→ **WORK INSTRUCTIONS**:
Among the records that follow, find the line with "if self < rhs" and the line with "let mut rem_bytes: [u8;". Set down those lines and all lines between them exactly, without adding anything.

→ **DATASET**:

use crate::primitives::u256::U256;

use std::ops::{Add, BitAnd, BitXor, Div, Mul, Shl, Shr, Sub};

impl BitXor<U256> for U256 {
    type Output = U256;

    fn bitxor(self, rhs: U256) -> Self::Output {
        let mut out = [0u8; 32];

        out.iter_mut()
            .zip(self.0.iter().zip(rhs.0.iter()))
            .for_each(|(o, (l, r))| *o = l ^ r);

        U256(out)
    }
}

impl BitAnd<U256> for U256 {
    type Output = U256;

    fn bitand(self, rhs: U256) -> Self::Output {
        let mut out = [0u8; 32];

        out.iter_mut()
            .zip(self.0.iter().zip(rhs.0.iter()))
            .for_each(|(o, (l, r))| *o = l & r);

        U256(out)
    }
}
impl Shl<U256> for U256 {
    type Output = U256;

    fn shl(self, rhs: U256) -> Self::Output {
        let shift = (((rhs.0[30] as u32) << 8) | rhs.0[31] as u32) as usize;

        if shift == 0 {
            return self;
        }
        if shift >= 256 {
            return U256([0; 32]);
        }

        let byte_shift = shift / 8;
        let bit_shift = (shift % 8) as u8;

        let mut tmp = [0u8; 32];
        tmp[..(32 - byte_shift)].copy_from_slice(&self.0[byte_shift..]);

        if bit_shift == 0 {
            return U256(tmp);
        }

        let mut out = [0u8; 32];
        let mut carry = 0u8;

        for i in 0..32 {
            let val = tmp[i];

            out[i] = (val << bit_shift) | carry;
            carry = val >> (8 - bit_shift);
        }

        U256(out)
    }
}

impl Shr<U256> for U256 {
    type Output = U256;

    fn shr(self, rhs: U256) -> Self::Output {
        let shift = (((rhs.0[30] as u32) << 8) | rhs.0[31] as u32) as usize;

        if shift == 0 {
            return self;
        }
        if shift >= 256 {
            return U256([0; 32]);
        }

        let byte_shift = shift / 8;
        let bit_shift = (shift % 8) as u8;

        let mut tmp = [0u8; 32];
        tmp[byte_shift..].copy_from_slice(&self.0[..(32 - byte_shift)]);

        if bit_shift == 0 {
            return U256(tmp);
        }

        let mut out = [0u8; 32];
        let mut carry = 0u8;

        for i in (0..32).rev() {
            let val = tmp[i];

            out[i] = (val >> bit_shift) | carry;
            carry = val << (8 - bit_shift);
        }

        U256(out)
    }
}

impl Add for U256 {
    type Output = U256;

    fn add(self, rhs: U256) -> Self::Output {
        let mut out = [0u8; 32];
        let mut carry = 0u16;

        for ((&a, &b), o) in self.0.iter().zip(rhs.0.iter()).zip(out.iter_mut()).rev() {
            let sum = a as u16 + b as u16 + carry;
            *o = (sum & 0xFF) as u8;
            carry = sum >> 8;
        }

        U256(out)
    }
}

impl Sub for U256 {
    type Output = U256;

    fn sub(self, rhs: U256) -> Self::Output {
        let mut out = [0u8; 32];
        let mut borrow = 0i16;

        for ((&a, &b), o) in self.0.iter().zip(rhs.0.iter()).zip(out.iter_mut()).rev() {
            let lhs = a as i16;
            let sub = b as i16 + borrow;

            if lhs >= sub {
                *o = (lhs - sub) as u8;
                borrow = 0;
            } else {
                *o = (lhs + 256 - sub) as u8;
                borrow = 1;
            }
        }

        U256(out)
    }
}

impl Mul<U256> for U256 {
    type Output = U256;

    fn mul(self, rhs: U256) -> Self::Output {
        let lhs_be: [u64; 4] = self.into();
        let rhs_be: [u64; 4] = rhs.into();

        let mut lhs = lhs_be;
        let mut rhs = rhs_be;
        lhs.reverse();
        rhs.reverse();

        let mut acc = [0u128; 8];

        for (i, &a) in lhs.iter().enumerate() {
            for (j, &b) in rhs.iter().enumerate() {
                acc[i + j] += a as u128 * b as u128;
            }
        }

        for i in 0..7 {
            let carry = acc[i] >> 64;
            acc[i] &= 0xFFFF_FFFF_FFFF_FFFF;
            acc[i + 1] += carry;
        }

        let mut out = [0u64; 4];
        for (o, &a) in out.iter_mut().zip(acc.iter().take(4).rev()) {
            *o = a as u64;
        }

        U256::from(out)
    }
}

impl Div<U256> for U256 {
    type Output = U256;

    fn div(self, rhs: U256) -> Self::Output {
        assert!(rhs != U256::ZERO, "division by zero");
        if self < rhs {
            return U256::ZERO;
        }

        let mut quotient = [0u8; 32];
        let mut remainder = U256::ZERO;

        for bit in 0..256 {
            let byte_idx = bit >> 3;
            let bit_in_byte = 7 - (bit & 7);

            let incoming = (self.0[byte_idx] >> bit_in_byte) & 1;

            remainder = remainder << U256::from(1u8);

            let mut rem_bytes: [u8; 32] = remainder.into();
            rem_bytes[31] = (rem_bytes[31] & 0xFE) | incoming;
            remainder = U256(rem_bytes);

            if remainder >= rhs {
                remainder = remainder - rhs;
                quotient[byte_idx] |= 1 << bit_in_byte;
            }
        }

        U256(quotient)
    }
}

→ **TASK ANSWER**:
        if self < rhs {
            return U256::ZERO;
        }

        let mut quotient = [0u8; 32];
        let mut remainder = U256::ZERO;

        for bit in 0..256 {
            let byte_idx = bit >> 3;
            let bit_in_byte = 7 - (bit & 7);

            let incoming = (self.0[byte_idx] >> bit_in_byte) & 1;

            remainder = remainder << U256::from(1u8);

            let mut rem_bytes: [u8; 32] = remainder.into();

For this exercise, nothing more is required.